You’ll operate electrosurgical units, autoclaves, chemical sterilization systems, surgical lighting, and OR-specific monitoring equipment. When something breaks, you troubleshoot it. When it’s beyond your scope, you escalate to biomedical techs. Standing for 6 to 8 hours straight during complex surgeries is routine.

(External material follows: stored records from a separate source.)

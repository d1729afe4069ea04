//! Query catalog: the named sub-queries behind each dashboard view.
//!
//! Every sub-query is a [`CatalogQuery`]: a [`QueryPlan`] saying which fact
//! rows and dimensions to load, and a pure function composing the
//! aggregation primitives over the loaded [`StarSchema`].

pub mod availability;
pub mod general_stats;
pub mod host_listing;
pub mod price_location;
pub mod review_trends;

use crate::aggregate::percentage_of_total;
use crate::models::{RangeShare, ViewName};
use crate::schema::{QueryPlan, StarSchema};
use std::fmt;

/// Every sub-query in the catalog, one per payload field
#[derive(Debug, Clone, Copy, PartialEq, Eq, Hash)]
pub enum SubQuery {
    NeighbourhoodPrices,
    PriceDistribution,
    AvgPriceByArea,
    PropertyAvailability,
    RoomTypeAvailability,
    TopRatedListings,
    MonthlyReviews,
    PriceVsReviews,
    ReviewDistribution,
    HostDistribution,
    TopHosts,
    ListingsByHost,
    GeneralStats,
}

impl SubQuery {
    pub const ALL: [SubQuery; 13] = [
        SubQuery::NeighbourhoodPrices,
        SubQuery::PriceDistribution,
        SubQuery::AvgPriceByArea,
        SubQuery::PropertyAvailability,
        SubQuery::RoomTypeAvailability,
        SubQuery::TopRatedListings,
        SubQuery::MonthlyReviews,
        SubQuery::PriceVsReviews,
        SubQuery::ReviewDistribution,
        SubQuery::HostDistribution,
        SubQuery::TopHosts,
        SubQuery::ListingsByHost,
        SubQuery::GeneralStats,
    ];

    /// View this sub-query belongs to
    pub fn view(&self) -> ViewName {
        match self {
            SubQuery::NeighbourhoodPrices
            | SubQuery::PriceDistribution
            | SubQuery::AvgPriceByArea => ViewName::PriceLocation,
            SubQuery::PropertyAvailability
            | SubQuery::RoomTypeAvailability
            | SubQuery::TopRatedListings => ViewName::AvailabilityPerformance,
            SubQuery::MonthlyReviews | SubQuery::PriceVsReviews | SubQuery::ReviewDistribution => {
                ViewName::ReviewTrends
            }
            SubQuery::HostDistribution | SubQuery::TopHosts | SubQuery::ListingsByHost => {
                ViewName::HostListing
            }
            SubQuery::GeneralStats => ViewName::GeneralStats,
        }
    }

    /// Payload field name the sub-query fills
    pub fn field(&self) -> &'static str {
        match self {
            SubQuery::NeighbourhoodPrices => "neighbourhoodPrices",
            SubQuery::PriceDistribution => "priceDistribution",
            SubQuery::AvgPriceByArea => "avgPriceByArea",
            SubQuery::PropertyAvailability => "propertyAvailability",
            SubQuery::RoomTypeAvailability => "roomTypeAvailability",
            SubQuery::TopRatedListings => "topRatedListings",
            SubQuery::MonthlyReviews => "monthlyReviews",
            SubQuery::PriceVsReviews => "priceVsReviews",
            SubQuery::ReviewDistribution => "reviewDistribution",
            SubQuery::HostDistribution => "hostDistribution",
            SubQuery::TopHosts => "topHosts",
            SubQuery::ListingsByHost => "listingsByHost",
            SubQuery::GeneralStats => "generalStats",
        }
    }
}

impl fmt::Display for SubQuery {
    fn fmt(&self, f: &mut fmt::Formatter<'_>) -> fmt::Result {
        write!(f, "{}.{}", self.view(), self.field())
    }
}

/// A sub-query: what to load and how to aggregate it
pub struct CatalogQuery<T> {
    pub sub: SubQuery,
    pub plan: QueryPlan,
    pub run: fn(&StarSchema) -> Vec<T>,
}

impl<T> CatalogQuery<T> {
    pub fn evaluate(&self, schema: &StarSchema) -> Vec<T> {
        (self.run)(schema)
    }
}

/// Count/percentage rows for a bucket distribution.
///
/// Empty buckets are left out; percentages are taken over the total of all
/// buckets.
pub fn range_shares(counts: Vec<(&'static str, u64)>) -> Vec<RangeShare> {
    let total: u64 = counts.iter().map(|(_, count)| count).sum();
    counts
        .into_iter()
        .filter(|(_, count)| *count > 0)
        .map(|(range, count)| RangeShare {
            range: range.to_string(),
            count,
            percentage: percentage_of_total(count, total),
        })
        .collect()
}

Operating Room Specialization Tracks:
| Qualification Type | Identifier | Specialization |
|---|---|---|
| Additional Skill Identifier (ASI) | Available per Army policy | Specialization in areas such as orthopedic surgery support or trauma surgery support |
| Special Qualification Identifier (SQI) | Available per Army policy | Civilian Certified Surgical Technologist (CST) exam preparation or surgical specialty credentials |
| Professional Development Skill Identifier (PDSI) | Available per Army policy | Advanced surgical techniques or specialized OR management |
A contaminated instrument tray or a missing supply can delay a surgery or harm a patient. Clean instruments and a stocked OR keep surgeons operating and wounded soldiers on a path to recovery.
Technology and Equipment
You’ll work with steam sterilizers (autoclaves), chemical sterilization systems, electrosurgical units (ESU), patient monitoring systems, surgical lighting, operating microscopes, and the full set of surgical instruments for each procedure type. Training covers how each system works, not just how to operate it. You’ll learn to catch sterilization failures, coordinate repairs, and manage surgical supply inventory.
Salary and Benefits
Financial Benefits
Military pay is based on your rank and time in service. Most OR specialists enter as E-1 and reach E-2 after Basic Combat Training.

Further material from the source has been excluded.